[Saved entries]
________

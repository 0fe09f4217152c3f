//! Dirichlet sampling over the 3-simplex.
//!
//! One draw produces a full [`SampleSet`]: [`SAMPLE_COUNT`] independent
//! points, each a 3-tuple of non-negative reals summing to 1. Sample sets
//! are recomputed wholesale on every render and never mutated in place.

use rand::Rng;
use rand_distr::{Dirichlet, Distribution};

use crate::{Alpha, VizError};

/// Number of points drawn per render. Fixed by design; the visualizer is
/// not parameterized on sample size.
pub const SAMPLE_COUNT: usize = 1000;

/// An immutable set of points on the 3-simplex drawn from one Dirichlet
/// distribution.
#[derive(Debug, Clone)]
pub struct SampleSet {
    alpha: Alpha,
    points: Vec<[f64; 3]>,
}

impl SampleSet {
    /// Draw [`SAMPLE_COUNT`] points for the given concentration vector.
    ///
    /// Generic over the RNG so tests can pass a seeded [`rand::rngs::StdRng`]
    /// while the server uses [`rand::thread_rng`].
    ///
    /// # Errors
    ///
    /// Returns [`VizError::Sampling`] if the distribution rejects the
    /// parameters. This cannot happen for an [`Alpha`] that passed
    /// validation, but the error path is kept explicit rather than panicking.
    pub fn draw<R: Rng + ?Sized>(alpha: Alpha, rng: &mut R) -> Result<Self, VizError> {
        Self::draw_n(alpha, SAMPLE_COUNT, rng)
    }

    /// Draw exactly `n` points. Exposed for tests; production callers use
    /// [`SampleSet::draw`].
    ///
    /// # Errors
    ///
    /// Returns [`VizError::Sampling`] if the distribution rejects the
    /// parameters.
    pub fn draw_n<R: Rng + ?Sized>(
        alpha: Alpha,
        n: usize,
        rng: &mut R,
    ) -> Result<Self, VizError> {
        let dist = Dirichlet::new(&alpha.as_array())
            .map_err(|e| VizError::Sampling(e.to_string()))?;

        let mut points = Vec::with_capacity(n);
        for _ in 0..n {
            let v = dist.sample(rng);
            points.push([v[0], v[1], v[2]]);
        }

        Ok(Self { alpha, points })
    }

    /// The concentration vector these samples were drawn with.
    pub fn alpha(&self) -> Alpha {
        self.alpha
    }

    /// The sampled points, in draw order.
    pub fn points(&self) -> &[[f64; 3]] {
        &self.points
    }

    /// Number of points in the set.
    pub fn len(&self) -> usize {
        self.points.len()
    }

    /// `true` if the set contains no points.
    pub fn is_empty(&self) -> bool {
        self.points.is_empty()
    }
}
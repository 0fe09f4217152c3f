//! # dirichlet-viz
//!
//! An interactive web visualizer for the Dirichlet distribution over the
//! 3-simplex, served over Tokio + axum.
//!
//! ## Pipeline
//!
//! Every render request runs one synchronous pass:
//! ```text
//! Alpha → Sampler(1000) → SummaryStats → Chart(SVG/HTML) → Exporter(CSV/data URIs)
//! ```
//! and publishes all four outputs (chart, CSV link, HTML link, stats text)
//! together — no partial update is ever observable.

// ── Lint policy ───────────────────────────────────────────────────────────
#![deny(clippy::unwrap_used)]
#![deny(clippy::expect_used)]
#![deny(clippy::panic)]
#![deny(clippy::todo)]
#![deny(missing_docs)]

use thiserror::Error;
use tracing_subscriber::EnvFilter;

pub mod chart;
pub mod export;
pub mod sampler;
pub mod stats;
pub mod web;

// Re-exports for convenience
pub use chart::TernaryChart;
pub use export::{samples_to_csv, to_data_uri};
pub use sampler::SampleSet;
pub use stats::SummaryStats;
pub use web::{start_server, ServerConfig};

/// Initialise the global tracing subscriber.
///
/// Reads the `LOG_FORMAT` environment variable to choose output format:
/// - `"json"` — structured JSON output for production log aggregators
/// - anything else (including unset) — human-readable pretty output
///   for local development
///
/// Filter level is controlled by `RUST_LOG` (e.g. `RUST_LOG=info`).
///
/// # Errors
///
/// Returns [`VizError::Other`] if the global subscriber has already been set
/// (e.g. by a previous call or a test harness).
pub fn init_tracing() -> Result<(), VizError> {
    let format = std::env::var("LOG_FORMAT").unwrap_or_else(|_| "pretty".to_string());

    let result = match format.as_str() {
        "json" => tracing_subscriber::fmt()
            .json()
            .with_env_filter(EnvFilter::from_default_env())
            .with_current_span(true)
            .try_init(),
        _ => tracing_subscriber::fmt()
            .pretty()
            .with_env_filter(EnvFilter::from_default_env())
            .try_init(),
    };

    result.map_err(|e| VizError::Other(format!("tracing init failed: {e}")))
}

/// Top-level errors for the visualizer.
///
/// Every error surface in the render pipeline is mapped to a variant here.
/// All variants implement `std::error::Error` via [`thiserror`].
#[derive(Error, Debug)]
pub enum VizError {
    /// A concentration parameter is non-positive or not finite.
    ///
    /// The UI's sliders cannot produce such a value; this surfaces only on
    /// direct API use and is mapped to HTTP 400 by the web layer.
    #[error("invalid concentration parameter: {0}")]
    InvalidAlpha(String),

    /// The underlying distribution sampler rejected the parameters.
    #[error("sampling failed: {0}")]
    Sampling(String),

    /// Catch-all for errors that do not fit a specific variant.
    #[error("{0}")]
    Other(String),
}

/// A validated Dirichlet concentration vector `(α1, α2, α3)`.
///
/// Construction enforces the mathematical requirement (each component
/// positive and finite); the narrower `[0.1, 10]` range is a UI constraint
/// enforced by the slider widgets, not by this type.
#[derive(Debug, Clone, Copy, PartialEq)]
pub struct Alpha([f64; 3]);

impl Alpha {
    /// Create a new [`Alpha`] from three concentration parameters.
    ///
    /// # Errors
    ///
    /// Returns [`VizError::InvalidAlpha`] if any component is non-positive,
    /// NaN, or infinite.
    pub fn new(a1: f64, a2: f64, a3: f64) -> Result<Self, VizError> {
        for (i, a) in [a1, a2, a3].iter().enumerate() {
            if !a.is_finite() || *a <= 0.0 {
                return Err(VizError::InvalidAlpha(format!(
                    "alpha{} must be positive and finite, got {a}",
                    i + 1
                )));
            }
        }
        Ok(Self([a1, a2, a3]))
    }

    /// Return the three components as an array.
    pub fn as_array(&self) -> [f64; 3] {
        self.0
    }

    /// Sum of the three components (`Σα`).
    pub fn sum(&self) -> f64 {
        self.0.iter().sum()
    }

    /// Theoretical per-coordinate mean of the distribution, `αi / Σα`.
    pub fn theoretical_mean(&self) -> [f64; 3] {
        let total = self.sum();
        [self.0[0] / total, self.0[1] / total, self.0[2] / total]
    }
}

impl Default for Alpha {
    /// The UI's default slider positions: `(2, 5, 3)`.
    fn default() -> Self {
        Self([2.0, 5.0, 3.0])
    }
}

impl std::fmt::Display for Alpha {
    /// Formats as `[2, 5, 3]`, matching the chart title convention.
    fn fmt(&self, f: &mut std::fmt::Formatter<'_>) -> std::fmt::Result {
        write!(f, "[{}, {}, {}]", self.0[0], self.0[1], self.0[2])
    }
}
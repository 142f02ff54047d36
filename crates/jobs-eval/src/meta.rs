//! Reading `meta` attributes of a derivation.
//!
//! A member of the wrong type is treated as absent and the default is used.
//! Evaluation errors in `meta` or in a scalar member still fail the job.
//! Only the flattened license and maintainer strings skip over errors.

use crate::error::Result;
use crate::value::{Attrs, Evaluator, Whnf};

/// Flattens a license or maintainer value into one display string.
///
/// Strings contribute themselves, lists contribute their elements in order,
/// and attribute sets contribute their `shortName`. The pieces are joined
/// with `", "`.
pub fn meta_strings<E: Evaluator>(eval: &E, value: Option<&E::Value>) -> String {
    let mut parts = Vec::new();
    if let Some(value) = value {
        collect(eval, value, &mut parts);
    }
    parts.join(", ")
}

fn collect<E: Evaluator>(eval: &E, value: &E::Value, parts: &mut Vec<String>) {
    match eval.force(value) {
        Ok(Whnf::Str(s)) => parts.push(s),
        Ok(Whnf::List(items)) => {
            for item in &items {
                collect(eval, item, parts);
            }
        }
        Ok(Whnf::Attrs(attrs)) => {
            if let Some(Ok(name)) = attrs.get("shortName").map(|v| eval.force_string(v)) {
                parts.push(name);
            }
        }
        _ => {}
    }
}

/// Typed access to the members of a derivation's `meta` set.
pub struct Meta<'a, E: Evaluator> {
    eval: &'a E,
    attrs: Option<Attrs<E::Value>>,
}

impl<'a, E: Evaluator> Meta<'a, E> {
    /// Reads `meta` from a derivation. A missing or non-set `meta` behaves
    /// as an empty one.
    pub fn of(eval: &'a E, drv: &Attrs<E::Value>) -> Result<Self> {
        let attrs = match drv.get("meta") {
            Some(meta) => match eval.force(meta)? {
                Whnf::Attrs(attrs) => Some(attrs),
                _ => None,
            },
            None => None,
        };
        Ok(Self { eval, attrs })
    }

    fn force(&self, name: &str) -> Result<Option<Whnf<E::Value>>> {
        self.get(name).map(|v| self.eval.force(v)).transpose()
    }

    pub fn get(&self, name: &str) -> Option<&E::Value> {
        self.attrs.as_ref().and_then(|attrs| attrs.get(name))
    }

    pub fn string(&self, name: &str) -> Result<String> {
        Ok(match self.force(name)? {
            Some(Whnf::Str(s)) => s,
            _ => String::new(),
        })
    }

    pub fn strings(&self, name: &str) -> String {
        meta_strings(self.eval, self.get(name))
    }

    /// Integers may also be given as strings holding an integer.
    pub fn int(&self, name: &str, default: i64) -> Result<i64> {
        Ok(match self.force(name)? {
            Some(Whnf::Int(n)) => n,
            Some(Whnf::Str(s)) => s.trim().parse().unwrap_or(default),
            _ => default,
        })
    }

    /// Booleans may also be given as the strings `"true"` and `"false"`.
    pub fn bool(&self, name: &str, default: bool) -> Result<bool> {
        Ok(match self.force(name)? {
            Some(Whnf::Bool(b)) => b,
            Some(Whnf::Str(s)) if s == "true" => true,
            Some(Whnf::Str(s)) if s == "false" => false,
            _ => default,
        })
    }
}

#[cfg(test)]
mod tests {
    use super::*;
    use crate::document::DocumentEvaluator;
    use serde_json::json;

    fn drv(meta: serde_json::Value) -> (DocumentEvaluator, Attrs<crate::document::Value>) {
        let ev = DocumentEvaluator::from_json(&json!({
            "type": "derivation",
            "meta": meta
        }))
        .unwrap();
        let attrs = ev.force_attrs(ev.root()).unwrap();
        (ev, attrs)
    }

    #[test]
    fn licenses_flatten_in_order() {
        let (ev, attrs) = drv(json!({
            "license": [
                { "shortName": "gpl3" },
                "bsd",
                [{ "shortName": "mit" }, { "fullName": "No short name" }]
            ]
        }));
        assert_eq!(Meta::of(&ev, &attrs).unwrap().strings("license"), "gpl3, bsd, mit");
    }

    #[test]
    fn single_string_maintainer() {
        let (ev, attrs) = drv(json!({ "maintainers": "alice@example.org" }));
        assert_eq!(Meta::of(&ev, &attrs).unwrap().strings("maintainers"), "alice@example.org");
    }

    #[test]
    fn unusable_metadata_is_ignored() {
        let (ev, attrs) = drv(json!({
            "license": [42, { "__throw": "broken" }, "asl20"]
        }));
        assert_eq!(Meta::of(&ev, &attrs).unwrap().strings("license"), "asl20");
    }

    #[test]
    fn missing_meta_gives_defaults() {
        let ev = DocumentEvaluator::from_json(&json!({ "type": "derivation" })).unwrap();
        let attrs = ev.force_attrs(ev.root()).unwrap();
        let meta = Meta::of(&ev, &attrs).unwrap();
        assert_eq!(meta.string("description").unwrap(), "");
        assert_eq!(meta.strings("license"), "");
        assert_eq!(meta.int("timeout", 36000).unwrap(), 36000);
        assert!(!meta.bool("isHydraChannel", false).unwrap());
    }

    #[test]
    fn numeric_strings_and_string_booleans_are_accepted() {
        let (ev, attrs) = drv(json!({
            "timeout": "600",
            "maxSilent": "soon",
            "isHydraChannel": "true"
        }));
        let meta = Meta::of(&ev, &attrs).unwrap();
        assert_eq!(meta.int("timeout", 36000).unwrap(), 600);
        assert_eq!(meta.int("maxSilent", 7200).unwrap(), 7200);
        assert!(meta.bool("isHydraChannel", false).unwrap());
    }

    #[test]
    fn wrong_types_fall_back_to_defaults() {
        let (ev, attrs) = drv(json!({ "description": 7, "timeout": [1], "isHydraChannel": null }));
        let meta = Meta::of(&ev, &attrs).unwrap();
        assert_eq!(meta.string("description").unwrap(), "");
        assert_eq!(meta.int("timeout", 36000).unwrap(), 36000);
        assert!(!meta.bool("isHydraChannel", false).unwrap());
    }

    #[test]
    fn failing_members_are_errors() {
        let (ev, attrs) = drv(json!({
            "description": { "__throw": "no description" },
            "timeout": { "__throw": "no timeout" }
        }));
        let meta = Meta::of(&ev, &attrs).unwrap();
        assert_eq!(meta.string("description").unwrap_err().to_string(), "no description");
        assert_eq!(meta.int("timeout", 36000).unwrap_err().to_string(), "no timeout");
        assert_eq!(meta.string("homepage").unwrap(), "");

        let (ev, attrs) = drv(json!({ "__throw": "meta broken" }));
        let err = Meta::of(&ev, &attrs).err().expect("meta fails");
        assert!(err.is_recoverable());
        assert_eq!(err.to_string(), "meta broken");
    }
}
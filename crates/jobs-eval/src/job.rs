use std::collections::BTreeMap;

use serde::{Deserialize, Serialize};

use crate::error::{Error, Result};
use crate::meta::Meta;
use crate::value::{Attrs, Evaluator};

pub const DEFAULT_SCHEDULING_PRIORITY: i64 = 100;
pub const DEFAULT_TIMEOUT: i64 = 36000;
pub const DEFAULT_MAX_SILENT: i64 = 7200;

/// Everything the scheduler needs to know about one job.
#[derive(Debug, Clone, PartialEq, Eq, Serialize, Deserialize)]
#[serde(rename_all = "camelCase")]
pub struct JobDescriptor {
    #[serde(rename = "nixName")]
    pub name: String,
    pub system: String,
    #[serde(rename = "drvPath")]
    pub artifact_path: String,
    pub description: String,
    pub license: String,
    pub homepage: String,
    pub maintainers: String,
    pub scheduling_priority: i64,
    pub timeout: i64,
    pub max_silent: i64,
    pub is_channel: bool,
    #[serde(default, skip_serializing_if = "Option::is_none")]
    pub constituents: Option<String>,
    pub outputs: BTreeMap<String, String>,
}

/// Output name to store path, in the order the derivation lists them.
/// Falls back to a single `out` output taken from `outPath`.
pub fn query_outputs<E: Evaluator>(eval: &E, drv: &Attrs<E::Value>) -> Result<Vec<(String, String)>> {
    if let Some(outputs) = drv.get("outputs") {
        let outputs = eval.force_attrs(outputs)?;
        return outputs
            .iter()
            .map(|(name, path)| Ok::<_, Error>((name.to_string(), eval.force_string(path)?)))
            .collect();
    }
    match drv.get("outPath") {
        Some(path) => Ok(vec![("out".to_string(), eval.force_string(path)?)]),
        None => Ok(Vec::new()),
    }
}

/// `out` if the derivation has one, otherwise its first output.
pub fn primary_output(outputs: &[(String, String)]) -> Option<(&str, &str)> {
    outputs
        .iter()
        .find(|(name, _)| name == "out")
        .or_else(|| outputs.first())
        .map(|(name, path)| (name.as_str(), path.as_str()))
}

/// The derivation's `drvPath`, or the primary output path with a `.drv`
/// suffix when the document does not spell it out.
pub fn query_drv_path<E: Evaluator>(
    eval: &E,
    drv: &Attrs<E::Value>,
    primary_path: &str,
) -> Result<String> {
    match drv.get("drvPath") {
        Some(path) => eval.force_string(path),
        None => Ok(format!("{}.drv", primary_path)),
    }
}

/// Builds the descriptor of a node already classified as a job. Aggregate
/// constituents are filled in separately.
pub fn extract_job<E: Evaluator>(eval: &E, drv: &Attrs<E::Value>) -> Result<JobDescriptor> {
    let outputs = query_outputs(eval, drv)?;

    let system = match drv.get("system") {
        Some(system) => eval.force_string(system)?,
        None => "unknown".to_string(),
    };
    if system == "unknown" {
        return Err(Error::eval("derivation must have a ‘system’ attribute"));
    }

    let (_, primary_path) =
        primary_output(&outputs).ok_or_else(|| Error::eval("derivation has no outputs"))?;
    let artifact_path = query_drv_path(eval, drv, primary_path)?;

    let name = match drv.get("name") {
        Some(name) => eval.force_string(name)?,
        None => String::new(),
    };

    let meta = Meta::of(eval, drv)?;
    Ok(JobDescriptor {
        name,
        system,
        artifact_path,
        description: meta.string("description")?,
        license: meta.strings("license"),
        homepage: meta.string("homepage")?,
        maintainers: meta.strings("maintainers"),
        scheduling_priority: meta.int("schedulingPriority", DEFAULT_SCHEDULING_PRIORITY)?,
        timeout: meta.int("timeout", DEFAULT_TIMEOUT)?,
        max_silent: meta.int("maxSilent", DEFAULT_MAX_SILENT)?,
        is_channel: meta.bool("isHydraChannel", false)?,
        constituents: None,
        outputs: outputs.into_iter().collect(),
    })
}
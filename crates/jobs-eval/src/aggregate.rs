use std::collections::BTreeSet;

use crate::error::{Error, Result};
use crate::value::{Attrs, Context, Evaluator};

/// Whether the derivation asks to be treated as an aggregate job.
pub fn is_aggregate<E: Evaluator>(eval: &E, drv: &Attrs<E::Value>) -> Result<bool> {
    match drv.get("_hydraAggregate") {
        Some(flag) => eval.force_bool(flag),
        None => Ok(false),
    }
}

/// Derivation paths referenced by the aggregate's `constituents`, joined
/// with spaces.
///
/// The constituents are coerced to a string only for the side effect of
/// collecting context; the string itself is thrown away.
pub fn resolve_constituents<E: Evaluator>(eval: &E, drv: &Attrs<E::Value>) -> Result<String> {
    let constituents = drv
        .get("constituents")
        .ok_or_else(|| Error::eval("derivation must have a ‘constituents’ attribute"))?;
    let (_, context) = eval.coerce_to_string(constituents)?;
    let drvs: Vec<&str> = referenced_drvs(&context).into_iter().collect();
    Ok(drvs.join(" "))
}

/// Picks the derivation path out of every `!<output>!<drvPath>` tag. Plain
/// source paths and whole-derivation tags are skipped.
pub fn referenced_drvs(context: &Context) -> BTreeSet<&str> {
    context
        .iter()
        .filter_map(|tag| tag.strip_prefix('!'))
        .filter_map(|rest| rest.split_once('!'))
        .map(|(_, drv)| drv)
        .collect()
}
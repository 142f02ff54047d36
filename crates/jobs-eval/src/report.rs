use std::collections::HashMap;

use serde::ser::{SerializeMap, Serializer};
use serde::{Deserialize, Serialize};

use crate::attr_path::AttrPath;
use crate::job::JobDescriptor;

#[derive(Debug, Clone, PartialEq, Eq, Serialize, Deserialize)]
#[serde(untagged)]
pub enum ReportEntry {
    Job(JobDescriptor),
    Error { error: String },
}

impl ReportEntry {
    pub fn as_job(&self) -> Option<&JobDescriptor> {
        match self {
            ReportEntry::Job(job) => Some(job),
            ReportEntry::Error { .. } => None,
        }
    }

    pub fn as_error(&self) -> Option<&str> {
        match self {
            ReportEntry::Error { error } => Some(error.as_str()),
            ReportEntry::Job(_) => None,
        }
    }
}

/// How attribute paths appear as keys in the serialized report.
#[derive(Debug, Clone, Copy, Default, PartialEq, Eq, Deserialize)]
#[serde(rename_all = "snake_case")]
pub enum ReportLayout {
    /// One JSON object level per path segment.
    #[default]
    Nested,
    /// Dot-joined paths as top-level keys.
    Flat,
}

#[derive(Debug, Default)]
pub struct ReportBuilder {
    entries: Vec<(AttrPath, ReportEntry)>,
    index: HashMap<AttrPath, usize>,
}

impl ReportBuilder {
    pub fn new() -> Self {
        Self::default()
    }

    pub fn record_job(&mut self, path: &AttrPath, job: JobDescriptor) {
        self.record(path, ReportEntry::Job(job));
    }

    pub fn record_error(&mut self, path: &AttrPath, message: impl Into<String>) {
        self.record(
            path,
            ReportEntry::Error {
                error: message.into(),
            },
        );
    }

    /// A path is recorded at most once; a second record replaces the first
    /// in place.
    fn record(&mut self, path: &AttrPath, entry: ReportEntry) {
        match self.index.get(path) {
            Some(&at) => self.entries[at].1 = entry,
            None => {
                self.index.insert(path.clone(), self.entries.len());
                self.entries.push((path.clone(), entry));
            }
        }
    }

    pub fn len(&self) -> usize {
        self.entries.len()
    }

    pub fn is_empty(&self) -> bool {
        self.entries.is_empty()
    }

    pub fn finish(self) -> Report {
        Report {
            entries: self.entries,
            index: self.index,
        }
    }
}

/// The outcome of one walk, in traversal order.
#[derive(Debug, Clone, Default, PartialEq, Eq)]
pub struct Report {
    entries: Vec<(AttrPath, ReportEntry)>,
    index: HashMap<AttrPath, usize>,
}

impl Report {
    pub fn get(&self, path: &str) -> Option<&ReportEntry> {
        let at = *self.index.get(&AttrPath::parse(path))?;
        Some(&self.entries[at].1)
    }

    pub fn entries(&self) -> impl Iterator<Item = (&AttrPath, &ReportEntry)> {
        self.entries.iter().map(|(path, entry)| (path, entry))
    }

    pub fn len(&self) -> usize {
        self.entries.len()
    }

    pub fn is_empty(&self) -> bool {
        self.entries.is_empty()
    }

    pub fn jobs(&self) -> impl Iterator<Item = (&AttrPath, &JobDescriptor)> {
        self.entries
            .iter()
            .filter_map(|(path, entry)| entry.as_job().map(|job| (path, job)))
    }

    pub fn errors(&self) -> impl Iterator<Item = (&AttrPath, &str)> {
        self.entries
            .iter()
            .filter_map(|(path, entry)| entry.as_error().map(|error| (path, error)))
    }

    /// A serializable view of the report in the requested layout.
    pub fn layout(&self, layout: ReportLayout) -> LaidOut<'_> {
        LaidOut {
            report: self,
            layout,
        }
    }

    pub fn to_json(&self, layout: ReportLayout) -> serde_json::Result<serde_json::Value> {
        serde_json::to_value(self.layout(layout))
    }
}

impl Serialize for Report {
    fn serialize<S: Serializer>(&self, serializer: S) -> Result<S::Ok, S::Error> {
        self.layout(ReportLayout::default()).serialize(serializer)
    }
}

pub struct LaidOut<'a> {
    report: &'a Report,
    layout: ReportLayout,
}

impl Serialize for LaidOut<'_> {
    fn serialize<S: Serializer>(&self, serializer: S) -> Result<S::Ok, S::Error> {
        match self.layout {
            ReportLayout::Flat => {
                let mut map = serializer.serialize_map(Some(self.report.len()))?;
                for (path, entry) in self.report.entries() {
                    map.serialize_entry(&path.to_string(), entry)?;
                }
                map.end()
            }
            ReportLayout::Nested => {
                let mut tree = Tree::default();
                for (path, entry) in self.report.entries() {
                    tree.insert(path, entry);
                }
                tree.serialize(serializer)
            }
        }
    }
}

/// Report entries grouped by path segment, in first-seen order.
#[derive(Default)]
struct Tree<'a> {
    children: Vec<(&'a str, Branch<'a>)>,
    index: HashMap<&'a str, usize>,
}

enum Branch<'a> {
    Leaf(&'a ReportEntry),
    Inner(Tree<'a>),
}

impl<'a> Tree<'a> {
    fn insert(&mut self, path: &'a AttrPath, entry: &'a ReportEntry) {
        let segments: Vec<&str> = if path.is_root() {
            vec![""]
        } else {
            path.segments().iter().map(String::as_str).collect()
        };
        self.insert_at(&segments, entry);
    }

    fn insert_at(&mut self, segments: &[&'a str], entry: &'a ReportEntry) {
        let (head, rest) = match segments.split_first() {
            Some(split) => split,
            None => return,
        };
        let index = match self.index.get(head) {
            Some(&index) => index,
            None => {
                self.index.insert(*head, self.children.len());
                self.children.push((*head, Branch::Inner(Tree::default())));
                self.children.len() - 1
            }
        };
        let slot = &mut self.children[index].1;
        if rest.is_empty() {
            *slot = Branch::Leaf(entry);
            return;
        }
        if let Branch::Leaf(_) = slot {
            *slot = Branch::Inner(Tree::default());
        }
        if let Branch::Inner(tree) = slot {
            tree.insert_at(rest, entry);
        }
    }
}

impl Serialize for Tree<'_> {
    fn serialize<S: Serializer>(&self, serializer: S) -> Result<S::Ok, S::Error> {
        let mut map = serializer.serialize_map(Some(self.children.len()))?;
        for (name, branch) in &self.children {
            match branch {
                Branch::Leaf(entry) => map.serialize_entry(name, entry)?,
                Branch::Inner(tree) => map.serialize_entry(name, tree)?,
            }
        }
        map.end()
    }
}
use crate::error::Result;
use crate::value::{Attrs, Evaluator, Whnf};

/// What a forced node of the release tree turned out to be.
#[derive(Debug, Clone)]
pub enum Node<V> {
    /// A derivation. Its members are read by the job extractor.
    Job(Attrs<V>),
    /// A plain attribute set whose members are explored in turn.
    Group(Attrs<V>),
    /// `null`, meaning "nothing here".
    Empty,
    /// Anything else, kept in rendered form for the error message.
    Unsupported(String),
}

/// An attribute set is a derivation when its `type` member forces to the
/// string `"derivation"`.
pub fn is_derivation<E: Evaluator>(eval: &E, attrs: &Attrs<E::Value>) -> Result<bool> {
    match attrs.get("type") {
        Some(ty) => Ok(matches!(eval.force(ty)?, Whnf::Str(s) if s == "derivation")),
        None => Ok(false),
    }
}

pub fn classify<E: Evaluator>(eval: &E, forced: Whnf<E::Value>) -> Result<Node<E::Value>> {
    Ok(match forced {
        Whnf::Attrs(attrs) => {
            if is_derivation(eval, &attrs)? {
                Node::Job(attrs)
            } else {
                Node::Group(attrs)
            }
        }
        Whnf::Null => Node::Empty,
        other => Node::Unsupported(other.show()),
    })
}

________

▶ **Problem to work on**
What are the lines, exactly as written above, from the line with "pub fn new(a1: f64, a2: f64, a3: f64)" to the line with "pub fn sum(&self)", both included? Output only those.

▶ **Result of the task**
    pub fn new(a1: f64, a2: f64, a3: f64) -> Result<Self, VizError> {
        for (i, a) in [a1, a2, a3].iter().enumerate() {
            if !a.is_finite() || *a <= 0.0 {
                return Err(VizError::InvalidAlpha(format!(
                    "alpha{} must be positive and finite, got {a}",
                    i + 1
                )));
            }
        }
        Ok(Self([a1, a2, a3]))
    }

    /// Return the three components as an array.
    pub fn as_array(&self) -> [f64; 3] {
        self.0
    }

    /// Sum of the three components (`Σα`).
    pub fn sum(&self) -> f64 {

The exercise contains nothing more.